23.1. Getting Started with Hibernate Search

23.1.1. About Hibernate Search

Hibernate Search provides full-text search capability to Hibernate applications. It is especially suited to search applications for which SQL-based solutions are not suited, including: full-text, fuzzy and geolocation searches. Hibernate Search uses Apache Lucene as its full-text search engine, but is designed to minimize the maintenance overhead. Once it is configured, indexing, clustering and data synchronization is maintained transparently, allowing you to focus on meeting your business requirements.

Report a bug

23.1.2. Overview

Hibernate Search consists of an indexing component as well as an index search component, both are backed by Apache Lucene. Each time an entity is inserted, updated or removed in/from the database, Hibernate Search keeps track of this event (through the Hibernate event system) and schedules an index update. All these updates are handled without you having to interact with the Apache Lucene APIs directly. Instead, interaction with the underlying Lucene indexes is handled via an IndexManager.

Once the index is created, you can search for entities and return lists of managed entities instead of dealing with the underlying Lucene infrastructure. The same persistence context is shared between Hibernate and Hibernate Search. The FullTextSession class is built on top of the Hibernate Session class so that the application code can use the unified org.hibernate.Query or javax.persistence.Query APIs exactly the same way an HQL, JPA-QL, or native query would do.

Note

It is recommended - for both your database and Hibernate Search - to execute your operations in a transaction, be it JDBC or JTA.

Note

Hibernate Search works perfectly fine in the Hibernate / EntityManager long conversation pattern, known as atomic conversation.

Report a bug

23.1.3. About the Index Manager

Each time an entity is inserted, updated or removed from the database, Hibernate Search keeps track of this event through the Hibernate event system and schedules an index update. Interaction with the underlying Lucene indexes is handled by an IndexManager, each of which is uniquely identified by name. By default there is a one-to-one relationship between IndexManager and Lucene index. The IndexManager abstracts the specific index configuration, including the selected backend, reader strategy and the chosen DirectoryProvider.

Report a bug

23.1.4. About the Directory Provider

Apache Lucene, which is part of the Hibernate Search infrastructure, has the concept of a Directory for storage of indexes. Hibernate Search handles the initialization and configuration of a Lucene Directory instance via a Directory Provider.

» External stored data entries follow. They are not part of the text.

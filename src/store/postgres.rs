//! Postgres-backed token store.
//!
//! Each mutation is one conditional `UPDATE`/`DELETE`; the database is the
//! only arbiter of who wins a race. `PostgreSQL` also enforces the
//! store-wide digest uniqueness through the unique indexes in
//! `sql/schema.sql`.

use anyhow::Context;
use async_trait::async_trait;
use chrono::{DateTime, Utc};
use ipnetwork::IpNetwork;
use sqlx::postgres::PgRow;
use sqlx::{PgPool, Row};
use std::time::Duration;
use tracing::Instrument;
use uuid::Uuid;

use super::{StoreError, TokenStore};
use crate::record::{ClientMeta, SessionToken, cutoff_before};

const TOKEN_COLUMNS: &str = "id, user_id, current_digest, previous_digest, seen, seen_at, \
     rotated_at, user_agent, client_ip, created_at, updated_at";

/// Token store on a shared [`PgPool`].
#[derive(Clone, Debug)]
pub struct PgTokenStore {
    pool: PgPool,
}

impl PgTokenStore {
    #[must_use]
    pub fn new(pool: PgPool) -> Self {
        Self { pool }
    }
}

fn row_to_token(row: &PgRow) -> SessionToken {
    let client_ip: Option<IpNetwork> = row.get("client_ip");
    SessionToken {
        id: row.get("id"),
        user_id: row.get("user_id"),
        current_digest: row.get("current_digest"),
        previous_digest: row.get("previous_digest"),
        seen: row.get("seen"),
        seen_at: row.get("seen_at"),
        rotated_at: row.get("rotated_at"),
        user_agent: row.get("user_agent"),
        client_ip: client_ip.map(|network| network.ip()),
        created_at: row.get("created_at"),
        updated_at: row.get("updated_at"),
    }
}

fn is_unique_violation(err: &sqlx::Error) -> bool {
    match err {
        sqlx::Error::Database(db_err) => db_err.code().is_some_and(|code| code.as_ref() == "23505"),
        _ => false,
    }
}

#[async_trait]
impl TokenStore for PgTokenStore {
    async fn create(
        &self,
        user_id: Uuid,
        digest: &[u8],
        meta: &ClientMeta,
        now: DateTime<Utc>,
    ) -> Result<SessionToken, StoreError> {
        let query = r"
            INSERT INTO session_tokens
                (user_id, current_digest, previous_digest, seen, rotated_at,
                 user_agent, client_ip, created_at, updated_at)
            VALUES ($1, $2, $2, FALSE, $3, $4, $5, $3, $3)
            RETURNING id
        ";
        let span = tracing::info_span!(
            "db.query",
            db.system = "postgresql",
            db.operation = "INSERT",
            db.statement = query
        );
        let row = sqlx::query(query)
            .bind(user_id)
            .bind(digest)
            .bind(now)
            .bind(meta.user_agent.as_deref())
            .bind(meta.client_ip.map(IpNetwork::from))
            .fetch_one(&self.pool)
            .instrument(span)
            .await
            .map_err(|err| {
                if is_unique_violation(&err) {
                    StoreError::DuplicateDigest
                } else {
                    StoreError::Backend(
                        anyhow::Error::new(err).context("failed to insert session token"),
                    )
                }
            })?;

        Ok(SessionToken {
            id: row.get("id"),
            user_id,
            current_digest: digest.to_vec(),
            previous_digest: digest.to_vec(),
            seen: false,
            seen_at: None,
            rotated_at: now,
            user_agent: meta.user_agent.clone(),
            client_ip: meta.client_ip,
            created_at: now,
            updated_at: now,
        })
    }

    async fn find_live(
        &self,
        digest: &[u8],
        max_age: Duration,
        now: DateTime<Utc>,
    ) -> Result<Option<SessionToken>, StoreError> {
        let query = format!(
            r"
            SELECT {TOKEN_COLUMNS}
            FROM session_tokens
            WHERE (current_digest = $1 OR previous_digest = $1)
              AND rotated_at > $2
            LIMIT 1
        "
        );
        let span = tracing::info_span!(
            "db.query",
            db.system = "postgresql",
            db.operation = "SELECT",
            db.statement = query.as_str()
        );
        let row = sqlx::query(&query)
            .bind(digest)
            .bind(cutoff_before(now, max_age))
            .fetch_optional(&self.pool)
            .instrument(span)
            .await
            .context("failed to lookup session token")?;
        Ok(row.as_ref().map(row_to_token))
    }

    async fn get(&self, id: Uuid) -> Result<Option<SessionToken>, StoreError> {
        let query = format!("SELECT {TOKEN_COLUMNS} FROM session_tokens WHERE id = $1");
        let span = tracing::info_span!(
            "db.query",
            db.system = "postgresql",
            db.operation = "SELECT",
            db.statement = query.as_str()
        );
        let row = sqlx::query(&query)
            .bind(id)
            .fetch_optional(&self.pool)
            .instrument(span)
            .await
            .context("failed to fetch session token")?;
        Ok(row.as_ref().map(row_to_token))
    }

    async fn try_rotate(
        &self,
        id: Uuid,
        new_digest: &[u8],
        meta: &ClientMeta,
        now: DateTime<Utc>,
        safeguard: Duration,
    ) -> Result<bool, StoreError> {
        // The condition and the column swap are one statement; only the
        // first caller past the safeguard (or any caller once seen) wins.
        let query = r"
            UPDATE session_tokens
            SET previous_digest = CASE WHEN seen THEN current_digest ELSE previous_digest END,
                current_digest = $2,
                seen = FALSE,
                seen_at = NULL,
                rotated_at = $3,
                user_agent = COALESCE($4, user_agent),
                client_ip = COALESCE($5, client_ip),
                updated_at = $3
            WHERE id = $1
              AND (seen OR rotated_at < $6)
        ";
        let span = tracing::info_span!(
            "db.query",
            db.system = "postgresql",
            db.operation = "UPDATE",
            db.statement = query
        );
        let result = sqlx::query(query)
            .bind(id)
            .bind(new_digest)
            .bind(now)
            .bind(meta.user_agent.as_deref())
            .bind(meta.client_ip.map(IpNetwork::from))
            .bind(cutoff_before(now, safeguard))
            .execute(&self.pool)
            .instrument(span)
            .await
            .map_err(|err| {
                if is_unique_violation(&err) {
                    StoreError::DuplicateDigest
                } else {
                    StoreError::Backend(
                        anyhow::Error::new(err).context("failed to rotate session token"),
                    )
                }
            })?;
        Ok(result.rows_affected() == 1)
    }

    async fn try_mark_seen(
        &self,
        id: Uuid,
        digest: &[u8],
        now: DateTime<Utc>,
    ) -> Result<bool, StoreError> {
        let query = r"
            UPDATE session_tokens
            SET seen = TRUE, seen_at = $3, updated_at = $3
            WHERE id = $1
              AND current_digest = $2
              AND NOT seen
        ";
        let span = tracing::info_span!(
            "db.query",
            db.system = "postgresql",
            db.operation = "UPDATE",
            db.statement = query
        );
        let result = sqlx::query(query)
            .bind(id)
            .bind(digest)
            .bind(now)
            .execute(&self.pool)
            .instrument(span)
            .await
            .context("failed to mark session token seen")?;
        Ok(result.rows_affected() == 1)
    }

    async fn try_invalidate_previous(
        &self,
        id: Uuid,
        digest: &[u8],
        min_age: Duration,
        now: DateTime<Utc>,
    ) -> Result<u64, StoreError> {
        let query = r"
            UPDATE session_tokens
            SET seen = FALSE, updated_at = $3
            WHERE id = $1
              AND previous_digest = $2
              AND rotated_at < $4
        ";
        let span = tracing::info_span!(
            "db.query",
            db.system = "postgresql",
            db.operation = "UPDATE",
            db.statement = query
        );
        let result = sqlx::query(query)
            .bind(id)
            .bind(digest)
            .bind(now)
            .bind(cutoff_before(now, min_age))
            .execute(&self.pool)
            .instrument(span)
            .await
            .context("failed to invalidate previous token")?;
        Ok(result.rows_affected())
    }

    async fn revoke(&self, id: Uuid) -> Result<u64, StoreError> {
        let query = "DELETE FROM session_tokens WHERE id = $1";
        let span = tracing::info_span!(
            "db.query",
            db.system = "postgresql",
            db.operation = "DELETE",
            db.statement = query
        );
        let result = sqlx::query(query)
            .bind(id)
            .execute(&self.pool)
            .instrument(span)
            .await
            .context("failed to delete session token")?;
        Ok(result.rows_affected())
    }

    async fn revoke_all_for(&self, user_id: Uuid) -> Result<u64, StoreError> {
        let query = "DELETE FROM session_tokens WHERE user_id = $1";
        let span = tracing::info_span!(
            "db.query",
            db.system = "postgresql",
            db.operation = "DELETE",
            db.statement = query
        );
        let result = sqlx::query(query)
            .bind(user_id)
            .execute(&self.pool)
            .instrument(span)
            .await
            .context("failed to delete user session tokens")?;
        Ok(result.rows_affected())
    }

    async fn sweep_expired(
        &self,
        retention: Duration,
        now: DateTime<Utc>,
    ) -> Result<u64, StoreError> {
        let query = "DELETE FROM session_tokens WHERE rotated_at < $1";
        let span = tracing::info_span!(
            "db.query",
            db.system = "postgresql",
            db.operation = "DELETE",
            db.statement = query
        );
        let result = sqlx::query(query)
            .bind(cutoff_before(now, retention))
            .execute(&self.pool)
            .instrument(span)
            .await
            .context("failed to sweep expired session tokens")?;
        Ok(result.rows_affected())
    }
}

The directory_provider property specifies the directory provider to be used to store the indexes. The default filesystem directory provider is filesystem, which uses the local filesystem to store indexes.

Report a bug

23.1.5. About the Worker

Updates to Lucene indexes are handled by the Hibernate Search Worker, which receives all entity changes, queues them by context and applies them once a context ends. The most common context is the transaction, but may be dependent on the number of entity changes or some other application (life cycle) events.

For better efficiency, interactions are batched and generally applied once the context ends. Outside a transaction, the index update operation is executed right after the actual database operation. In the case of an ongoing transaction, the index update operation is scheduled for the transaction commit phase and discarded in case of transaction rollback. A worker may be configured with a specific batch size limit, after which indexing occurs regardless of the context.

For details of Worker configuration options see Section 23.2.5, “Worker Configuration”.

There are two immediate benefits to this method of handling index updates:

Performance: Lucene indexing works better when operation are executed in batch.
ACIDity: The work executed has the same scoping as the one executed by the database transaction and is executed if and only if the transaction is committed. This is not ACID in the strict sense, but ACID behavior is rarely useful for full text search indexes since they can be rebuilt from the source at any time.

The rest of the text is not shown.